Look for the word "paths" in the material below. Copy each line that has it.

*Data*

»»

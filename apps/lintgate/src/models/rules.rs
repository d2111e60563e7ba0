//! Rule document schema loaded from `.lintgate.json`.
//!
//! Key components:
//! - `environments`: ordered rule-sets binding path prefixes to per-extension
//!   check lists. The first covering environment wins; nothing is merged.
//! - `tasks`: sub-agent routing rules (skip/message/review).
//! - `git`: per repository-state overrides for skipping checks.
//!
//! These types are immutable views; the validator runs on the raw JSON first
//! so that deserialization here only sees structurally sound documents.

use super::Severity;
use indexmap::IndexMap;
use serde::{Deserialize, Serialize};

/// Token in a check's `args` replaced with the edited file's path.
pub const FILE_PLACEHOLDER: &str = "{file}";

/// Diagnostics kept per check when `maxDiagnostics` is not set.
pub const DEFAULT_MAX_DIAGNOSTICS: usize = 5;

#[derive(Debug, Clone, Default, Deserialize, Serialize)]
/// Root configuration document.
pub struct Config {
    pub environments: Vec<Environment>,
    #[serde(default, skip_serializing_if = "Vec::is_empty")]
    pub tasks: Vec<TaskRule>,
    #[serde(default, skip_serializing_if = "IndexMap::is_empty")]
    pub git: IndexMap<String, bool>,
}

#[derive(Debug, Clone, Default, Deserialize, Serialize)]
/// One ordered rule-set ("environment").
pub struct Environment {
    #[serde(default, skip_serializing_if = "Option::is_none")]
    pub name: Option<String>,
    #[serde(default)]
    pub paths: Vec<String>,
    #[serde(default, skip_serializing_if = "Vec::is_empty")]
    pub excludes: Vec<String>,
    /// Keys are `.ext` or comma-joined `.a,.b`; declaration order is kept.
    #[serde(default)]
    pub checks: IndexMap<String, Vec<Check>>,
    #[serde(default, skip_serializing_if = "IndexMap::is_empty")]
    pub agents: IndexMap<String, String>,
    /// Working directory for checks, relative to the project root.
    #[serde(default, skip_serializing_if = "Option::is_none")]
    pub root: Option<String>,
}

impl Environment {
    /// Display label: the name when set, else the positional path.
    pub fn label(&self, index: usize) -> String {
        match &self.name {
            Some(n) => n.clone(),
            None => format!("environments[{}]", index),
        }
    }

    pub fn checks_for(&self, ext: &str) -> Option<&Vec<Check>> {
        lookup_extension(&self.checks, ext)
    }

    pub fn agent_for(&self, ext: &str) -> Option<&String> {
        lookup_extension(&self.agents, ext)
    }
}

/// Find the entry for `ext`: exact key first, then the first comma-joined key
/// listing it.
pub fn lookup_extension<'a, T>(map: &'a IndexMap<String, T>, ext: &str) -> Option<&'a T> {
    if let Some(v) = map.get(ext) {
        return Some(v);
    }
    map.iter()
        .find(|(key, _)| key.split(',').map(str::trim).any(|k| k == ext))
        .map(|(_, v)| v)
}

#[derive(Debug, Clone, PartialEq, Deserialize, Serialize)]
/// One external command bound to an extension.
pub struct Check {
    pub name: String,
    pub command: String,
    #[serde(default)]
    pub args: Vec<String>,
    #[serde(default, skip_serializing_if = "Option::is_none")]
    pub parser: Option<ParserSpec>,
    #[serde(
        default,
        rename = "maxDiagnostics",
        skip_serializing_if = "Option::is_none"
    )]
    pub max_diagnostics: Option<usize>,
    /// Provenance: `true` when auto-discovered and safe to refresh.
    #[serde(default, skip_serializing_if = "Option::is_none")]
    pub auto: Option<bool>,
}

impl Check {
    pub fn max_diagnostics(&self) -> usize {
        self.max_diagnostics.unwrap_or(DEFAULT_MAX_DIAGNOSTICS)
    }

    pub fn is_auto(&self) -> bool {
        self.auto.unwrap_or(false)
    }

    /// Arguments with every placeholder occurrence replaced by `file`.
    pub fn args_for(&self, file: &str) -> Vec<String> {
        self.args
            .iter()
            .map(|a| a.replace(FILE_PLACEHOLDER, file))
            .collect()
    }
}

#[derive(Debug, Clone, PartialEq, Deserialize, Serialize)]
#[serde(untagged)]
/// Either a predefined parser name or a user regex with named groups.
pub enum ParserSpec {
    Named(String),
    Regex {
        pattern: String,
        #[serde(default, skip_serializing_if = "Option::is_none")]
        severity: Option<Severity>,
    },
}

#[derive(Debug, Clone, Copy, PartialEq, Eq, Deserialize, Serialize)]
#[serde(rename_all = "lowercase")]
/// What to do when a sub-agent identifier matches a rule.
pub enum TaskAction {
    Skip,
    Message,
    Review,
}

impl TaskAction {
    pub const NAMES: [&'static str; 3] = ["skip", "message", "review"];

    pub fn as_str(self) -> &'static str {
        match self {
            TaskAction::Skip => "skip",
            TaskAction::Message => "message",
            TaskAction::Review => "review",
        }
    }
}

#[derive(Debug, Clone, PartialEq, Deserialize, Serialize)]
/// Routing rule for completed sub-tasks.
pub struct TaskRule {
    pub name: String,
    /// Exact identifier, or `*<suffix>` capturing the prefix.
    #[serde(rename = "match")]
    pub pattern: String,
    pub action: TaskAction,
    #[serde(default, skip_serializing_if = "Option::is_none")]
    pub message: Option<String>,
}

#[cfg(test)]
mod tests {
    use super::*;
    use serde_json::json;

    #[test]
    fn test_deserialize_full_document() {
        let doc = json!({
            "environments": [{
                "name": "api",
                "paths": ["services/api"],
                "excludes": ["**/*.gen.py"],
                "root": "services/api",
                "checks": {
                    ".py": [
                        {"name": "ruff", "command": "ruff", "args": ["check", "{file}"], "parser": "ruff", "auto": true},
                        {"name": "custom", "command": "lint", "args": ["{file}"],
                         "parser": {"pattern": "^(?P<line>\\d+): (?P<message>.*)$", "severity": "warning"},
                         "maxDiagnostics": 2}
                    ]
                },
                "agents": {".py": "python-engineer"}
            }],
            "tasks": [{"name": "review", "match": "*-engineer", "action": "review", "message": "Invoke *-reviewer"}],
            "git": {"merge": true}
        });
        let cfg: Config = serde_json::from_value(doc).unwrap();
        let env = &cfg.environments[0];
        let checks = env.checks_for(".py").unwrap();
        assert_eq!(checks[0].parser, Some(ParserSpec::Named("ruff".into())));
        assert!(checks[0].is_auto());
        assert_eq!(checks[0].max_diagnostics(), DEFAULT_MAX_DIAGNOSTICS);
        assert_eq!(checks[1].max_diagnostics(), 2);
        assert!(matches!(
            checks[1].parser,
            Some(ParserSpec::Regex { severity: Some(Severity::Warning), .. })
        ));
        assert!(!checks[1].is_auto());
        assert_eq!(env.agent_for(".py").map(String::as_str), Some("python-engineer"));
        assert_eq!(cfg.tasks[0].action, TaskAction::Review);
        assert_eq!(cfg.git.get("merge"), Some(&true));
    }

    #[test]
    fn test_lookup_extension_prefers_exact_then_declaration_order() {
        let mut map: IndexMap<String, u8> = IndexMap::new();
        map.insert(".js, .ts".into(), 1);
        map.insert(".ts,.tsx".into(), 2);
        map.insert(".tsx".into(), 3);
        assert_eq!(lookup_extension(&map, ".ts"), Some(&1));
        assert_eq!(lookup_extension(&map, ".tsx"), Some(&3));
        assert_eq!(lookup_extension(&map, ".py"), None);
    }

    #[test]
    fn test_args_for_replaces_every_placeholder() {
        let c = Check {
            name: "x".into(),
            command: "tool".into(),
            args: vec!["--stdin-filename={file}".into(), "{file}".into(), "-q".into()],
            parser: None,
            max_diagnostics: None,
            auto: None,
        };
        assert_eq!(
            c.args_for("/p/a.ts"),
            vec!["--stdin-filename=/p/a.ts", "/p/a.ts", "-q"]
        );
    }

    #[test]
    fn test_environment_label() {
        let named = Environment {
            name: Some("web".into()),
            ..Default::default()
        };
        assert_eq!(named.label(3), "web");
        assert_eq!(Environment::default().label(1), "environments[1]");
    }
}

««

*Result of the exercise*
    pub paths: Vec<String>,
                "paths": ["services/api"],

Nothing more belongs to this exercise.